Wenn die Eisdecke dick genug war, trafen sich die Männer am Eisweiher. Sie arbeiteten in Gruppen,
einige von ihnen waren mit Äxten ausgerüstet. Sie gingen auf die ca. 10 cm dicke Eisfläche und zersplitterten
das Eis in transportfähige Brocken, „Schilwe“ genannt.

Die andere Gruppe zog oder schob die Brocken zu den Verladestellen. Die Männer benutzten dazu lange Holzstangen,
an deren Spitzen geschmiedete Haken waren, die zum Ziehen ins Eis geschlagen wurden.

Die Verladegeräte waren aus Holz gefertigt. Die Gestelle reichten soweit über den Weg, dass eine Karre darauf fahren konnte.
Es gab umgebaute Leiterwagen, die man von Hand entleert hat und die sogenannten „Schneppkarren“. Seine hintere Wand war

oben drehbar gelagert und unten verriegelt. Der ganze Aufbau diente als Lagerfläche und war über der Achse ebenfalls drehbar.

Auf einem fast ebenen Weg brachten diese Karren das Eis zur „Kippelmühle“, wo das Eishaus stand. Diese Gebäude stehen heute
noch und ihr Besitzer ist die Familie Spandl.

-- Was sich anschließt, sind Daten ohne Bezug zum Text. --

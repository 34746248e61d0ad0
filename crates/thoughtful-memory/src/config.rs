//! Retrieval and decay tuning.
//!
//! The composite retrieval score is
//!
//! ```text
//! score = α·cos(item, query) + β·weight + γ·recency_decay^(turn − last_accessed) + δ·ln(1 + retrievals)
//! ```
//!
//! with α, β, γ, δ = `relevance_weight`, `importance_weight`,
//! `recency_weight`, `frequency_weight`.

use serde::{Deserialize, Serialize};

use crate::validation::{ValidationError, validate_unit};

/// Tunables for [`MemoryStore`](crate::MemoryStore).
#[derive(Debug, Clone, PartialEq, Serialize, Deserialize)]
#[serde(default)]
pub struct SaliencyConfig {
    /// α: weight of semantic similarity.
    pub relevance_weight: f32,
    /// β: weight of caller-assigned importance.
    pub importance_weight: f32,
    /// γ: weight of recency.
    pub recency_weight: f32,
    /// δ: weight of retrieval frequency.
    pub frequency_weight: f32,
    /// Per-turn base of the recency term, in (0, 1].
    pub recency_decay: f32,
    /// Per-turn saliency multiplier for items not retrieved, in (0, 1).
    pub decay_factor: f32,
    /// Fraction of the gap to 1.0 restored on retrieval, in (0, 1].
    pub refresh_rate: f32,
    /// Working items below this saliency are pruned.
    pub prune_floor: f32,
    /// Working items not accessed for more than this many turns are pruned.
    pub working_window: Option<u64>,
}

impl Default for SaliencyConfig {
    fn default() -> Self {
        Self {
            relevance_weight: 1.0,
            importance_weight: 0.5,
            recency_weight: 0.5,
            frequency_weight: 0.1,
            recency_decay: 0.99,
            decay_factor: 0.9,
            refresh_rate: 0.5,
            prune_floor: 0.05,
            working_window: Some(50),
        }
    }
}

impl SaliencyConfig {
    pub fn new() -> Self {
        Self::default()
    }

    /// Set α, β, γ, δ in one go.
    pub fn with_weights(mut self, relevance: f32, importance: f32, recency: f32, frequency: f32) -> Self {
        self.relevance_weight = relevance;
        self.importance_weight = importance;
        self.recency_weight = recency;
        self.frequency_weight = frequency;
        self
    }

    pub fn with_decay_factor(mut self, factor: f32) -> Self {
        self.decay_factor = factor;
        self
    }

    pub fn with_refresh_rate(mut self, rate: f32) -> Self {
        self.refresh_rate = rate;
        self
    }

    pub fn with_prune_floor(mut self, floor: f32) -> Self {
        self.prune_floor = floor;
        self
    }

    pub fn with_working_window(mut self, window: Option<u64>) -> Self {
        self.working_window = window;
        self
    }

    pub fn validate(&self) -> Result<(), ValidationError> {
        for (name, value) in [
            ("relevance_weight", self.relevance_weight),
            ("importance_weight", self.importance_weight),
            ("recency_weight", self.recency_weight),
            ("frequency_weight", self.frequency_weight),
        ] {
            if !value.is_finite() || value < 0.0 {
                return Err(ValidationError::parameter(
                    name,
                    value,
                    "must be finite and non-negative",
                ));
            }
        }
        if !(self.decay_factor > 0.0 && self.decay_factor < 1.0) {
            return Err(ValidationError::parameter(
                "decay_factor",
                self.decay_factor,
                "must be in (0, 1)",
            ));
        }
        if !(self.recency_decay > 0.0 && self.recency_decay <= 1.0) {
            return Err(ValidationError::parameter(
                "recency_decay",
                self.recency_decay,
                "must be in (0, 1]",
            ));
        }
        if !(self.refresh_rate > 0.0 && self.refresh_rate <= 1.0) {
            return Err(ValidationError::parameter(
                "refresh_rate",
                self.refresh_rate,
                "must be in (0, 1]",
            ));
        }
        validate_unit("prune_floor", self.prune_floor)
    }
}

#[cfg(test)]
mod tests {
    use super::*;

    #[test]
    fn test_defaults_are_valid() {
        assert!(SaliencyConfig::default().validate().is_ok());
    }

    #[test]
    fn test_decay_factor_must_be_below_one() {
        let config = SaliencyConfig::new().with_decay_factor(1.0);
        let err = config.validate().unwrap_err();
        assert!(err.to_string().contains("decay_factor"));

        assert!(SaliencyConfig::new().with_decay_factor(0.0).validate().is_err());
    }

    #[test]
    fn test_negative_weight_rejected() {
        let config = SaliencyConfig::new().with_weights(1.0, -0.5, 0.5, 0.1);
        assert!(config.validate().is_err());
    }

    #[test]
    fn test_refresh_rate_bounds() {
        assert!(SaliencyConfig::new().with_refresh_rate(1.0).validate().is_ok());
        assert!(SaliencyConfig::new().with_refresh_rate(0.0).validate().is_err());
    }

    #[test]
    fn test_serde_fills_defaults() {
        let config: SaliencyConfig = serde_json::from_str(r#"{"decay_factor": 0.5}"#).unwrap();
        assert_eq!(config.decay_factor, 0.5);
        assert_eq!(config.relevance_weight, 1.0);
        assert_eq!(config.working_window, Some(50));
    }
}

Über den Schächten, die zu den Eiskellern führten, wurde ausgekippt. Zuerst wurde daraus eine Mauer gebaut, die den Eingang
zum Keller freihielt.

Dicke Mauern und schattenspendende Tannen schützten es vor sommerlichen Temperaturen. Trotzdem schmolz das Eis bis zu einem
Meter Entfernung von der Mauer weg. Außer den Kellern gab es im Eishaus noch einen großen Raum, in dem die Eiswagen kühl gehalten
wurde, mit den man das Eis zu den Kunden fuhr. Diese schweren Wagen hatten vier Räder und wurden von zwei Pferden gezogen.

Das Eis wurde zu Großabnehmern wie Krankenhäuser, Hotels, Gaststätten und Metzgereien in Kübeln zu je 20 Kg ausgeliefert.

In der „Römerburg“ kühlten wir im Sommer unsere Bierleitung und die Theke. Ich musste deshalb mit einem Handwagen zur Kippelmühle fahren,
um Eis zu holen. Am Tor lag der Hofhund an einer langen Kette. Wenn ich ihn hinter mir hatte, war das schwierigste geschafft. Dann hieß es warten,
bis jemand kam, und mit mir in den schwach bedeuteten Eiskeller ging. Mit einem Pickel schlug man das Eis los, das zu einem Berg
zusammengebacken war. Ich verlud es auf dem Leiterwagen und fuhr es in einem Sack nach Hause.

Als die elektrischen Kühlschränke aufkamen, wurden die Gewinnung von Natureis und die Herstellung von Kunsteis eingestellt.
Die Weiterentwicklung der Technik hat dieses Handwerk aussterben lassen.